Instructions to follow: Give the lines below again exactly, starting with the line that holds "pub const CONFIG_FILE: &str" and going on through the line that holds "let dict = figment::util::nest(key, value.into());".
────
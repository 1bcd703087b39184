//! Compiler configuration.
//!
//! Values are layered, later layers overriding earlier ones: built-in
//! defaults, `<projdir>/vulsim.toml`, the file given with `--config`, and
//! finally every `--set key=value` in command line order.
use figment::{
    Figment,
    providers::{Format, Serialized, Toml},
};
use serde::{Deserialize, Serialize};
use std::path::{Path, PathBuf};
use vulsim_ir::BackendConf;
use vulsim_utils::{Error, VulResult};

/// Name of the project-local configuration file.
pub const CONFIG_FILE: &str = "vulsim.toml";

#[derive(Debug, Clone, PartialEq, Eq, Serialize, Deserialize)]
pub struct CompilerConfig {
    /// Spaces per indentation level in generated code.
    pub indent: usize,

    /// Extra headers included by every generated header.
    pub includes: Vec<String>,

    /// Directory holding `common.h`, `vulsimlib.h` and `lib/`, copied into
    /// the output next to the generated code.
    pub runtime_dir: Option<PathBuf>,
}

impl Default for CompilerConfig {
    fn default() -> Self {
        Self {
            indent: 4,
            includes: Vec::new(),
            runtime_dir: None,
        }
    }
}

impl CompilerConfig {
    pub fn backend_conf(&self) -> BackendConf {
        BackendConf {
            indent: self.indent,
            extra_includes: self.includes.clone(),
        }
    }
}

/// Load the configuration of the project at `projdir`.
pub fn load_config(
    projdir: &Path,
    explicit: Option<&Path>,
    sets: &[String],
) -> VulResult<CompilerConfig> {
    let project_file = projdir.join(CONFIG_FILE);
    log::info!("Loading config from {}", project_file.display());
    let mut config = Figment::from(Serialized::defaults(CompilerConfig::default()))
        .merge(Toml::file(project_file));
    if let Some(file) = explicit {
        if !file.is_file() {
            return Err(Error::invalid_file(format!(
                "Config file {} does not exist",
                file.display()
            )));
        }
        log::info!("Loading config from {}", file.display());
        config = config.merge(Toml::file(file));
    }

    // Use `--set` arguments to override configuration values.
    for set in sets {
        let (key, value) = set.split_once('=').ok_or_else(|| {
            Error::misc(format!(
                "--set arguments must be in key=value form, found `{set}`"
            ))
        })?;
        let dict = figment::util::nest(key, value.into());
        config = config.merge(Serialized::defaults(dict));
    }

    config
        .extract_lossy()
        .map_err(|err| Error::misc(format!("Invalid configuration: {err}")))
}

#[cfg(test)]
mod tests {
    use super::*;

    #[test]
    fn defaults_without_any_file() {
        let dir = tempfile::tempdir().unwrap();
        let config = load_config(dir.path(), None, &[]).unwrap();
        assert_eq!(config, CompilerConfig::default());
        assert_eq!(config.backend_conf().indent, 4);
    }

    #[test]
    fn layers_override_in_order() {
        let dir = tempfile::tempdir().unwrap();
        std::fs::write(
            dir.path().join(CONFIG_FILE),
            "indent = 2\nincludes = [\"trace.h\"]\n",
        )
        .unwrap();
        let explicit = dir.path().join("other.toml");
        std::fs::write(&explicit, "indent = 8\n").unwrap();

        let config = load_config(dir.path(), None, &[]).unwrap();
        assert_eq!(config.indent, 2);
        assert_eq!(config.includes, vec!["trace.h".to_string()]);

        let config = load_config(dir.path(), Some(&explicit), &[]).unwrap();
        assert_eq!(config.indent, 8);
        assert_eq!(config.includes, vec!["trace.h".to_string()]);

        let config = load_config(
            dir.path(),
            Some(&explicit),
            &["runtime_dir=/opt/vulsim".to_string()],
        )
        .unwrap();
        assert_eq!(config.indent, 8);
        assert_eq!(config.runtime_dir, Some(PathBuf::from("/opt/vulsim")));
    }

    #[test]
    fn malformed_set_is_rejected() {
        let dir = tempfile::tempdir().unwrap();
        assert!(load_config(dir.path(), None, &["indent".to_string()]).is_err());
    }

    #[test]
    fn missing_explicit_file_is_rejected() {
        let dir = tempfile::tempdir().unwrap();
        let missing = dir.path().join("nope.toml");
        assert!(load_config(dir.path(), Some(&missing), &[]).is_err());
    }
}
────
Your response:
pub const CONFIG_FILE: &str = "vulsim.toml";

#[derive(Debug, Clone, PartialEq, Eq, Serialize, Deserialize)]
pub struct CompilerConfig {
    /// Spaces per indentation level in generated code.
    pub indent: usize,

    /// Extra headers included by every generated header.
    pub includes: Vec<String>,

    /// Directory holding `common.h`, `vulsimlib.h` and `lib/`, copied into
    /// the output next to the generated code.
    pub runtime_dir: Option<PathBuf>,
}

impl Default for CompilerConfig {
    fn default() -> Self {
        Self {
            indent: 4,
            includes: Vec::new(),
            runtime_dir: None,
        }
    }
}

impl CompilerConfig {
    pub fn backend_conf(&self) -> BackendConf {
        BackendConf {
            indent: self.indent,
            extra_includes: self.includes.clone(),
        }
    }
}

/// Load the configuration of the project at `projdir`.
pub fn load_config(
    projdir: &Path,
    explicit: Option<&Path>,
    sets: &[String],
) -> VulResult<CompilerConfig> {
    let project_file = projdir.join(CONFIG_FILE);
    log::info!("Loading config from {}", project_file.display());
    let mut config = Figment::from(Serialized::defaults(CompilerConfig::default()))
        .merge(Toml::file(project_file));
    if let Some(file) = explicit {
        if !file.is_file() {
            return Err(Error::invalid_file(format!(
                "Config file {} does not exist",
                file.display()
            )));
        }
        log::info!("Loading config from {}", file.display());
        config = config.merge(Toml::file(file));
    }

    // Use `--set` arguments to override configuration values.
    for set in sets {
        let (key, value) = set.split_once('=').ok_or_else(|| {
            Error::misc(format!(
                "--set arguments must be in key=value form, found `{set}`"
            ))
        })?;
        let dict = figment::util::nest(key, value.into());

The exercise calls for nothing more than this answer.